La patrulla informó a El Latino que los prototipos o modelos estarán sometidos a pruebas para ver si son imposibles de escalar, de perforar, de trepar o de pasar por debajo mediante túneles.

Son ocho modelos que construyeron seis empresas, ninguna de ellas de California.

Como cuatro de los modelos fueron hechos con concreto, la patrulla tiene que esperar unas cuatro semanas a que sequen totalmente antes de realizar las pruebas.

Luego de que sequen, comenzarán los análisis a los ocho modelos durante un periodo de aproximadamente cuatro semanas más.

Posteriormente la patrulla revisará los resultados de las pruebas para presentar recomendaciones a la administración del presidente Donald Trump.
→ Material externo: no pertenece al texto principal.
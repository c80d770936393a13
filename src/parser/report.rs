use serde::Serialize;

use super::names::NameSet;

/// Per-section coauthor counts and lists, deduplicated in priority order
/// Published > Working > InProgress.
#[derive(Debug, Clone, Default, PartialEq, Eq, Serialize)]
#[serde(rename_all = "camelCase")]
pub struct Report {
    pub published: usize,
    pub working: usize,
    pub progress: usize,
    pub total: usize,
    pub published_list: Vec<String>,
    pub working_list: Vec<String>,
    pub progress_list: Vec<String>,
    pub total_list: Vec<String>,
}

impl Report {
    /// The four display slots, keyed by their element ids.
    pub fn display_counts(&self) -> [(&'static str, usize); 4] {
        [
            ("totalCount", self.total),
            ("publishedCount", self.published),
            ("workingCount", self.working),
            ("progressCount", self.progress),
        ]
    }
}

/// Working names already published are dropped; in-progress names already
/// published or in raw Working are dropped. `total` is the union of the raw
/// sets, so nothing is counted twice and nothing is lost.
pub fn aggregate(published: NameSet, working: NameSet, in_progress: NameSet) -> Report {
    let working_list: Vec<String> = working
        .iter()
        .filter(|n| !published.contains(n))
        .map(str::to_string)
        .collect();
    let progress_list: Vec<String> = in_progress
        .iter()
        .filter(|n| !published.contains(n) && !working.contains(n))
        .map(str::to_string)
        .collect();

    let mut total = published.clone();
    total.merge(working);
    total.merge(in_progress);

    let published_list = published.into_vec();
    let total_list = total.into_vec();

    Report {
        published: published_list.len(),
        working: working_list.len(),
        progress: progress_list.len(),
        total: total_list.len(),
        published_list,
        working_list,
        progress_list,
        total_list,
    }
}

#[cfg(test)]
mod tests {
    use super::*;

    fn set(names: &[&str]) -> NameSet {
        names.iter().copied().collect()
    }

    #[test]
    fn empty_sets() {
        assert_eq!(aggregate(set(&[]), set(&[]), set(&[])), Report::default());
    }

    #[test]
    fn published_wins_over_lower_sections() {
        let r = aggregate(set(&["Alice", "Bob"]), set(&["Bob", "Charlie"]), set(&["Alice", "Dan"]));
        assert_eq!(r.published_list, vec!["Alice", "Bob"]);
        assert_eq!(r.working_list, vec!["Charlie"]);
        assert_eq!(r.progress_list, vec!["Dan"]);
        assert_eq!(r.total_list, vec!["Alice", "Bob", "Charlie", "Dan"]);
        assert_eq!((r.published, r.working, r.progress, r.total), (2, 1, 1, 4));
    }

    #[test]
    fn progress_filtered_by_raw_working() {
        // Carol only survives in Working; InProgress is filtered by the raw set.
        let r = aggregate(set(&["Bob"]), set(&["Bob", "Carol"]), set(&["Carol", "Bob", "Eve"]));
        assert_eq!(r.working_list, vec!["Carol"]);
        assert_eq!(r.progress_list, vec!["Eve"]);
        assert_eq!(r.total, 3);
    }

    #[test]
    fn total_is_union_not_sum() {
        let r = aggregate(set(&[]), set(&["Zoe"]), set(&["Zoe"]));
        assert_eq!((r.working, r.progress, r.total), (1, 0, 1));
        assert_eq!(r.total_list, vec!["Zoe"]);
    }

    #[test]
    fn serializes_camel_case() {
        let r = aggregate(set(&["Alice"]), set(&[]), set(&[]));
        let json = serde_json::to_value(&r).unwrap();
        assert_eq!(json["publishedList"], serde_json::json!(["Alice"]));
        assert_eq!(json["total"], 1);
        assert!(json.get("totalList").is_some());
    }

    #[test]
    fn display_slots_in_order() {
        let r = aggregate(set(&["A"]), set(&["B"]), set(&[]));
        assert_eq!(
            r.display_counts(),
            [("totalCount", 2), ("publishedCount", 1), ("workingCount", 1), ("progressCount", 0)]
        );
    }
}
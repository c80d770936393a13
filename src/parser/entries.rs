use std::sync::LazyLock;

use regex::Regex;

use super::options::Format;
use super::sections::Section;

static LIST_ITEM_RE: LazyLock<Regex> = LazyLock::new(|| Regex::new(r"(?i)<li\b[^>]*>").unwrap());
static BLANK_LINE_RE: LazyLock<Regex> = LazyLock::new(|| Regex::new(r"\n\s*\n").unwrap());

/// Split a section span into entries, in document order.
pub fn split_entries(span: &str, format: Format) -> Vec<&str> {
    match format {
        // Anything before the first <li> is boilerplate.
        Format::Markup => LIST_ITEM_RE.split(span).skip(1).collect(),
        Format::PlainText => BLANK_LINE_RE
            .split(span)
            .map(str::trim)
            .filter(|block| !block.is_empty() && Section::from_header_line(block).is_none())
            .collect(),
    }
}
use std::sync::LazyLock;

use regex::{Captures, Regex};

static TAG_RE: LazyLock<Regex> = LazyLock::new(|| Regex::new(r"(?s)<[^>]*>").unwrap());
static ANCHOR_RE: LazyLock<Regex> =
    LazyLock::new(|| Regex::new(r"(?is)<a\b[^>]*>(.*?)</a\s*>").unwrap());
static ENTITY_RE: LazyLock<Regex> =
    LazyLock::new(|| Regex::new(r"&(#[xX][0-9a-fA-F]+|#[0-9]+|[a-zA-Z]+);").unwrap());
static STRUCTURE_RE: LazyLock<Regex> =
    LazyLock::new(|| Regex::new(r"(?i)<(ul|ol|li|p|div|h[1-6])\b[^>]*>").unwrap());
static BRACKET_RE: LazyLock<Regex> = LazyLock::new(|| Regex::new(r"\[[^\]]*\]").unwrap());
static ANCHOR_MARK_RE: LazyLock<Regex> =
    LazyLock::new(|| Regex::new("\u{E000}([0-9]+)\u{E001}").unwrap());

/// An entry with every anchor replaced by a numbered placeholder and all other
/// markup flattened to visible text.
#[derive(Debug, Clone, Default)]
pub struct MaskedEntry {
    pub text: String,
    pub anchors: Vec<String>,
}

impl MaskedEntry {
    /// Plain text carries no anchors; only whitespace is normalized.
    pub fn plain(text: &str) -> Self {
        MaskedEntry {
            text: collapse_whitespace(text),
            anchors: Vec::new(),
        }
    }

    /// Anchor texts referenced by placeholders inside `segment`, in order.
    pub fn anchors_in<'a>(&'a self, segment: &str) -> Vec<&'a str> {
        ANCHOR_MARK_RE
            .captures_iter(segment)
            .filter_map(|c| c[1].parse::<usize>().ok())
            .filter_map(|i| self.anchors.get(i))
            .map(String::as_str)
            .collect()
    }
}

/// Drop anchor placeholders from a piece of masked text.
pub fn unmask(segment: &str) -> String {
    collapse_whitespace(&ANCHOR_MARK_RE.replace_all(segment, " "))
}

/// True when the content holds block or list markup rather than rendered text.
pub fn looks_like_markup(content: &str) -> bool {
    STRUCTURE_RE.is_match(content)
}

/// Replace each `<a ...>text</a>` with a placeholder and keep its visible text.
///
/// Anchor text has nested tags, entities and bracketed annotations removed, so
/// a `<a href="x.pdf">[pdf]</a>` link yields an empty string and is ignored
/// downstream.
pub fn mask_anchors(entry: &str) -> MaskedEntry {
    let mut anchors = Vec::new();
    let masked = ANCHOR_RE.replace_all(entry, |caps: &Captures| {
        let text = strip_annotations(&visible_text(&caps[1]));
        anchors.push(text);
        format!(" \u{E000}{}\u{E001} ", anchors.len() - 1)
    });

    MaskedEntry {
        text: visible_text(&masked),
        anchors,
    }
}

/// Drop tags, decode entities and collapse whitespace.
pub fn visible_text(fragment: &str) -> String {
    let stripped = TAG_RE.replace_all(fragment, " ");
    collapse_whitespace(&decode_entities(&stripped))
}

/// Remove `[pdf]`, `[link]` and similar bracketed annotations.
pub fn strip_annotations(text: &str) -> String {
    collapse_whitespace(&BRACKET_RE.replace_all(text, " "))
}

pub fn collapse_whitespace(text: &str) -> String {
    text.split_whitespace().collect::<Vec<_>>().join(" ")
}

pub fn decode_entities(text: &str) -> String {
    ENTITY_RE
        .replace_all(text, |caps: &Captures| {
            let body = &caps[1];
            let decoded = match body {
                "amp" => Some('&'),
                "lt" => Some('<'),
                "gt" => Some('>'),
                "quot" => Some('"'),
                "apos" => Some('\''),
                "nbsp" => Some(' '),
                _ if body.starts_with("#x") || body.starts_with("#X") => {
                    u32::from_str_radix(&body[2..], 16).ok().and_then(char::from_u32)
                }
                _ if body.starts_with('#') => body[1..].parse().ok().and_then(char::from_u32),
                _ => None,
            };
            decoded
                .map(String::from)
                .unwrap_or_else(|| caps[0].to_string())
        })
        .into_owned()
}
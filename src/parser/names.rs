use std::borrow::Cow;
use std::collections::HashSet;
use std::sync::LazyLock;

use regex::Regex;
use tracing::trace;

use super::markup::{self, MaskedEntry};
use super::options::{Format, ParenScope};

static MARKER_RE: LazyLock<Regex> =
    LazyLock::new(|| Regex::new(r"(?i)\b(?:joint\s+)?with\b").unwrap());
static JOINT_RE: LazyLock<Regex> = LazyLock::new(|| Regex::new(r"(?i)\bjoint\s+with\b").unwrap());
static DELIMITER_RE: LazyLock<Regex> =
    LazyLock::new(|| Regex::new(r"(?i)\bjoint\s+with\b|\bwith\b|\band\b|,").unwrap());
static PAREN_GROUP_RE: LazyLock<Regex> = LazyLock::new(|| Regex::new(r"\(([^()]*)\)").unwrap());
static NAME_RE: LazyLock<Regex> = LazyLock::new(|| Regex::new(r"^[A-Za-z][A-Za-z .\-]*$").unwrap());

/// Unique names in first-seen order.
#[derive(Debug, Clone, Default, PartialEq, Eq)]
pub struct NameSet {
    names: Vec<String>,
    seen: HashSet<String>,
}

impl NameSet {
    pub fn new() -> Self {
        Self::default()
    }

    /// Returns false if the name was already present.
    pub fn insert(&mut self, name: impl Into<String>) -> bool {
        let name = name.into();
        if self.seen.contains(&name) {
            return false;
        }
        self.seen.insert(name.clone());
        self.names.push(name);
        true
    }

    pub fn contains(&self, name: &str) -> bool {
        self.seen.contains(name)
    }

    pub fn merge(&mut self, other: NameSet) {
        for name in other.names {
            self.insert(name);
        }
    }

    pub fn len(&self) -> usize {
        self.names.len()
    }

    pub fn is_empty(&self) -> bool {
        self.names.is_empty()
    }

    pub fn iter(&self) -> impl Iterator<Item = &str> {
        self.names.iter().map(String::as_str)
    }

    pub fn into_vec(self) -> Vec<String> {
        self.names
    }
}

impl<S: Into<String>> FromIterator<S> for NameSet {
    fn from_iter<I: IntoIterator<Item = S>>(iter: I) -> Self {
        let mut set = NameSet::new();
        for name in iter {
            set.insert(name);
        }
        set
    }
}

/// Coauthor names mentioned in one entry.
///
/// Everything up to the first "joint with" (or, failing that, "with") is the
/// title and is skipped. The rest is cut on "joint with", "with", "and" and
/// commas; each piece is one candidate. In markup, a piece holding an anchor
/// contributes the anchor text as-is; other pieces must look like a name.
pub fn parse_entry(entry: &str, format: Format, parens: ParenScope) -> NameSet {
    let masked = match format {
        Format::Markup => markup::mask_anchors(entry),
        Format::PlainText => MaskedEntry::plain(entry),
    };
    let text = markup::strip_annotations(&masked.text);
    let narrowed;
    let text: &str = if parens.narrows(format) {
        narrowed = narrow_to_clause(&text);
        &narrowed
    } else {
        &text
    };

    let mut names = NameSet::new();
    let Some(clause) = coauthor_clause(text) else {
        return names;
    };

    for segment in DELIMITER_RE.split(clause) {
        let anchors: Vec<&str> = masked
            .anchors_in(segment)
            .into_iter()
            .filter(|a| !a.is_empty())
            .collect();
        if !anchors.is_empty() {
            for anchor in anchors {
                names.insert(anchor);
            }
            continue;
        }
        if let Some(name) = clean_candidate(&markup::unmask(segment)) {
            names.insert(name);
        }
    }

    names
}

/// The innermost parenthesized group that names coauthors. Without one, the
/// whole text minus its parenthetical asides ("(2019)", "(forthcoming)").
fn narrow_to_clause(text: &str) -> Cow<'_, str> {
    let clause = PAREN_GROUP_RE
        .captures_iter(text)
        .filter_map(|c| c.get(1))
        .find(|group| MARKER_RE.is_match(group.as_str()));
    match clause {
        Some(group) => Cow::Borrowed(group.as_str()),
        None => Cow::Owned(markup::collapse_whitespace(
            &PAREN_GROUP_RE.replace_all(text, " "),
        )),
    }
}

fn coauthor_clause(text: &str) -> Option<&str> {
    let marker = JOINT_RE.find(text).or_else(|| MARKER_RE.find(text))?;
    Some(&text[marker.end()..])
}

fn clean_candidate(segment: &str) -> Option<String> {
    let candidate = drop_sentence_period(segment.trim());
    if candidate.is_empty() {
        return None;
    }
    if NAME_RE.is_match(candidate) {
        Some(candidate.to_string())
    } else {
        trace!(candidate, "rejected name candidate");
        None
    }
}

/// "with Bob." ends a sentence; "with A. J." ends on an initial.
fn drop_sentence_period(candidate: &str) -> &str {
    match candidate.strip_suffix('.') {
        Some(rest) if rest.rsplit(' ').next().is_some_and(|last| last.len() > 1) => rest,
        _ => candidate,
    }
}

// ── Tests ──

#[cfg(test)]
mod tests {
    use super::*;

    fn plain(entry: &str) -> Vec<String> {
        parse_entry(entry, Format::PlainText, ParenScope::Auto).into_vec()
    }

    fn html(entry: &str) -> Vec<String> {
        parse_entry(entry, Format::Markup, ParenScope::Auto).into_vec()
    }

    #[test]
    fn name_set_keeps_first_seen_order() {
        let mut set: NameSet = ["Bob", "Alice"].into_iter().collect();
        assert!(!set.insert("Bob"));
        assert!(set.insert("Charlie"));
        assert_eq!(set.iter().collect::<Vec<_>>(), vec!["Bob", "Alice", "Charlie"]);
        assert!(set.contains("Alice"));
        assert_eq!(set.len(), 3);
    }

    #[test]
    fn no_marker_no_names() {
        assert!(plain("Paper 1, by Alice and Bob").is_empty());
        assert!(html("<li>Paper 1, <a href=\"#\">Alice</a> and Bob</li>").is_empty());
    }

    #[test]
    fn marker_is_a_whole_word() {
        assert!(plain("Paper without coauthors, and Bob").is_empty());
        assert_eq!(plain("Paper, WITH Alexander Sandberg"), vec!["Alexander Sandberg"]);
    }

    #[test]
    fn title_words_not_taken_as_names() {
        assert_eq!(
            plain("Trade and Growth, joint with Alice and Bob"),
            vec!["Alice", "Bob"]
        );
        assert_eq!(
            plain("Matching with Transfers, joint with Li Wei"),
            vec!["Li Wei"]
        );
    }

    #[test]
    fn serial_comma_list() {
        assert_eq!(
            plain("Paper, with Alice, Bob, and Charlie"),
            vec!["Alice", "Bob", "Charlie"]
        );
    }

    #[test]
    fn invalid_candidates_rejected() {
        assert_eq!(
            plain("Paper, with Alice and Bob, Journal of Finance 75 (2020)"),
            vec!["Alice", "Bob"]
        );
        assert_eq!(plain("Paper, with .Alice and )Bob and Carol"), vec!["Carol"]);
        assert_eq!(plain("Paper, with J. R. Smith-Jones"), vec!["J. R. Smith-Jones"]);
    }

    #[test]
    fn sentence_period_dropped_initials_kept() {
        assert_eq!(plain("Paper, with Bob."), vec!["Bob"]);
        assert_eq!(plain("Paper, with Alice and Bob Smith."), vec!["Alice", "Bob Smith"]);
        assert_eq!(plain("Paper, with Mary J."), vec!["Mary J."]);
        assert_eq!(plain("Paper, with Ann, A. J."), vec!["Ann", "A. J."]);
    }

    #[test]
    fn bracket_annotations_stripped() {
        assert_eq!(plain("Paper, with Alice [pdf] and Bob [link]"), vec!["Alice", "Bob"]);
    }

    #[test]
    fn duplicates_within_entry_collapse() {
        assert_eq!(plain("Paper, with Alice and Alice"), vec!["Alice"]);
    }

    #[test]
    fn plain_text_narrowed_to_parentheses() {
        assert_eq!(
            plain("Title (joint with Alice and Bob), Review of Studies, 2020"),
            vec!["Alice", "Bob"]
        );
        // Asides without a marker are dropped instead.
        assert_eq!(plain("Title, with Alice (forthcoming)"), vec!["Alice"]);
        assert_eq!(plain("Title (2019), with Alice"), vec!["Alice"]);
    }

    #[test]
    fn whole_entry_scope_skips_narrowing() {
        let names = parse_entry(
            "Title (joint with Alice and Bob), Review of Studies",
            Format::PlainText,
            ParenScope::WholeEntry,
        );
        assert_eq!(names.into_vec(), vec!["Alice", "Review of Studies"]);
    }

    #[test]
    fn markup_parens_need_innermost_scope() {
        let entry = "Title (joint with <a>Alice</a> and Bob), Review</li>";
        // Parsed whole, "Bob)" fails the name filter and the journal gets in.
        assert_eq!(html(entry), vec!["Alice", "Review"]);
        assert_eq!(
            parse_entry(entry, Format::Markup, ParenScope::Innermost).into_vec(),
            vec!["Alice", "Bob"]
        );
    }

    #[test]
    fn anchors_trusted() {
        assert_eq!(
            html(r##"Paper 1, joint with <a href="#">Alice</a> and <a href="#">Bob</a></li>"##),
            vec!["Alice", "Bob"]
        );
        assert_eq!(
            html(r#"Paper, with <a href="/x">Jean-Luc O'Neil</a></li>"#),
            vec!["Jean-Luc O'Neil"]
        );
    }

    #[test]
    fn anchors_combined_with_plain_names() {
        assert_eq!(
            html(r#"Paper, joint with <a href="/a">Alice</a>, Tom Baker and <em>Carol</em></li>"#),
            vec!["Alice", "Tom Baker", "Carol"]
        );
    }

    #[test]
    fn title_and_annotation_anchors_ignored() {
        assert_eq!(
            html(r#"<a href="p.pdf">Trade and Growth</a>, with Bob [<a href="p.pdf">pdf</a>]</li>"#),
            vec!["Bob"]
        );
        assert_eq!(
            html(r#"Paper, with Bob <a href="p.pdf">[slides]</a></li>"#),
            vec!["Bob"]
        );
    }

    #[test]
    fn markup_residue_removed_from_plain_names() {
        assert_eq!(html("Paper, with <b>Alice</b> and Bob&lt;br&gt;</li>"), vec!["Alice"]);
        assert_eq!(html("Paper, with Alice&nbsp;Smith</li>"), vec!["Alice Smith"]);
    }
}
Los modelos fueron construidos a por lo menos seis pies debajo de ras de suelo y se levantan unos 30 pies; algunos tienen remates con alambrado con púas en ángulo hacia México o con un cilindro del diámetro de un tambo de 40 galones, para impedir que pudieran ser saltados, o que pudieran usar ganchos para cruzar a Estados Unidos.

El subdirector de Aduanas y Protección Fronteriza (CBP) en la región suroeste, Carlos Díaz, mencionó la posibilidad de que el propio presidente Donald Trump seleccione el modelo de muro construirse.

“No hay nada que se lo impida si quiere participar en la selección”, comentó el oficial durante la presentación de los modelos.

Cada uno de los prototipos costó entre 400 mil y 500 mil dólares, informó la propia patrulla en la presentación. Originalmente había calculado que el costo mínimo era de 300 mil dólares.

El muro es la mayor promesa de campaña del presidente Trump, quien ya ha pedido al congreso un presupuesto de mil 600 millones de dólares para construir la primera fase de su proyecto de barda fronteriza.

La semana pasada el presidente finalmente declaró en entrevista en vivo que puso en jaque el programa de Acción Diferida para aquellos que Arribaron durante su Infancia o DACA, para conseguir los fondos para el muro.

“Me encartaría que alcanzáramos un acuerdo sobre los dreamers, pero creo que a cambio se tiene que otorgar algo sustancial para seguridad fronteriza, por ejemplo los fondos para el muro”, dijo el mandatario.

Entre tanto la potencial construcción del muro ya enfrenta varias demandas de las que la más importante es por parte del estado de California.

El procurador estatal, Xavier Becerra, demandó a la administración del presidente Trump por no seguir un procedimiento legal para decidir que construirá el muro sin considerar leyes o disposiciones ambientales.

La primera audiencia sobre esa demanda es para el 9 de febrero, cuando la administración Trump deba comparecer ante el juez federal Gonzalo Curiel, el mismo a quien Trump acusaba en su campaña de darle desventaja porque se tratabam según dijo, de un magistrado “mexicano”.